Com impacto direto em necropsias e liberações, greve leva Defesa Civil a atuar na remoção de cadáveres enquanto governo negocia com a categoria

Segundo a Defesa Civil, o cenário indica atrasos na liberação dos corpos às famílias – (crédito: Ed Alves/CB/DA.Press)
A paralisação de servidores do Instituto de Medicina Legal (IML) do Distrito Federal provocou impactos diretos nas atividades de remoção, necropsia e liberação de corpos. Com isso, o trabalho de remoção de cadáveres foi atribuído aos servidores da Defesa Civil. A medida foi adotada após solicitação da Diretoria do IML e determinação da Secretaria de Segurança Pública para manter o funcionamento de serviços.
Em nota, a Defesa Civil informou que a paralisação coletiva da carreira de Agentes de Atividades Complementares em Segurança Pública (AACSP) já resulta no acúmulo de corpos em unidades hospitalares à espera de remoção. “Com risco de ampliação da demanda por exames necroscópicos e atraso na liberação às famílias, com repercussão social relevante”, diz a nota.

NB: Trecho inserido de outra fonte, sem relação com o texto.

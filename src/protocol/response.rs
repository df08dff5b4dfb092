use crate::{
    bson::{Document, Reader},
    error::{CursorError, ProtocolError, Result},
};

pub const REPLY_CURSOR_NOT_FOUND: i32 = 1;
pub const REPLY_QUERY_FAILURE: i32 = 1 << 1;

/// Server reply to a query or get-more: a fixed sub-header followed by documents.
#[derive(Debug, Clone, PartialEq)]
pub struct Reply {
    pub flags: i32,
    /// Zero once the server holds no further results.
    pub cursor_id: i64,
    pub starting_from: i32,
    pub number_returned: i32,
    pub documents: Vec<Document>,
}

impl Reply {
    pub fn parse(payload: &[u8]) -> Result<Self> {
        let mut reader = Reader::new(payload);
        let flags = reader.read_i32("reply flags")?;
        let cursor_id = reader.read_i64("cursor id")?;
        let starting_from = reader.read_i32("starting from")?;
        let number_returned = reader.read_i32("number returned")?;

        let mut documents = Vec::with_capacity(number_returned.max(0) as usize);
        while reader.remaining() > 0 {
            documents.push(reader.read_document()?);
        }

        if documents.len() as i64 != i64::from(number_returned) {
            return Err(ProtocolError::InvalidField {
                field: "number returned",
                reason: format!(
                    "reply declares {number_returned} documents but carries {}",
                    documents.len()
                ),
            }
            .into());
        }

        Ok(Self {
            flags,
            cursor_id,
            starting_from,
            number_returned,
            documents,
        })
    }

    /// Turns server-reported failures into errors: a missing cursor, or an error document in
    /// first position.
    pub fn check(self) -> Result<Self> {
        if let Some(first) = self.documents.first() {
            if let Some(message) = server_error(first) {
                return Err(CursorError::Server {
                    message,
                    code: first.get_i32("code").unwrap_or(0),
                }
                .into());
            }
        }
        if self.flags & REPLY_CURSOR_NOT_FOUND != 0 {
            return Err(CursorError::NotFound(self.cursor_id).into());
        }
        Ok(self)
    }

    pub fn query_failed(&self) -> bool {
        self.flags & REPLY_QUERY_FAILURE != 0
    }

    pub fn into_first(self) -> Option<Document> {
        self.documents.into_iter().next()
    }
}

fn server_error(document: &Document) -> Option<String> {
    let value = document.get("$err")?;
    Some(match value.as_str() {
        Some(message) => message.to_string(),
        None => value.to_string(),
    })
}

As medidas adotadas visam a assegurar a continuidade mínima das atividades periciais, com foco na preservação de vestígios, priorização de casos mais sensíveis e mitigação dos impactos humanitários e operacionais. O IML segue monitorando continuamente a situação, com ajustes operacionais para reduzir os prejuízos à população e às atividades de persecução penal”, conclui a Defesa Civil.
Ao Correio, o secretário de Segurança Pública do DF, Sandro Avelar, afirmou que o governo já iniciou negociações com a categoria. Segundo ele, estão em andamento medidas como a abertura de concurso público, a implementação de serviço voluntário e a análise de demandas relacionadas à reestruturação da carreira, consideradas legítimas pelos trabalhadores.
“Já negociamos com a categoria. Inclusive, eles já estão informados de que vamos lançar concurso, tratar de serviço voluntário, e o pleito deles sobre a resolução da carreira é justo”, disse.
Apesar dos transtornos, o secretário afirmou que a situação segue sob controle. “As coisas estão caminhando na normalidade. Os corpos vão para o sistema de saúde e, nos casos de violência, seguem para o IML”, completou.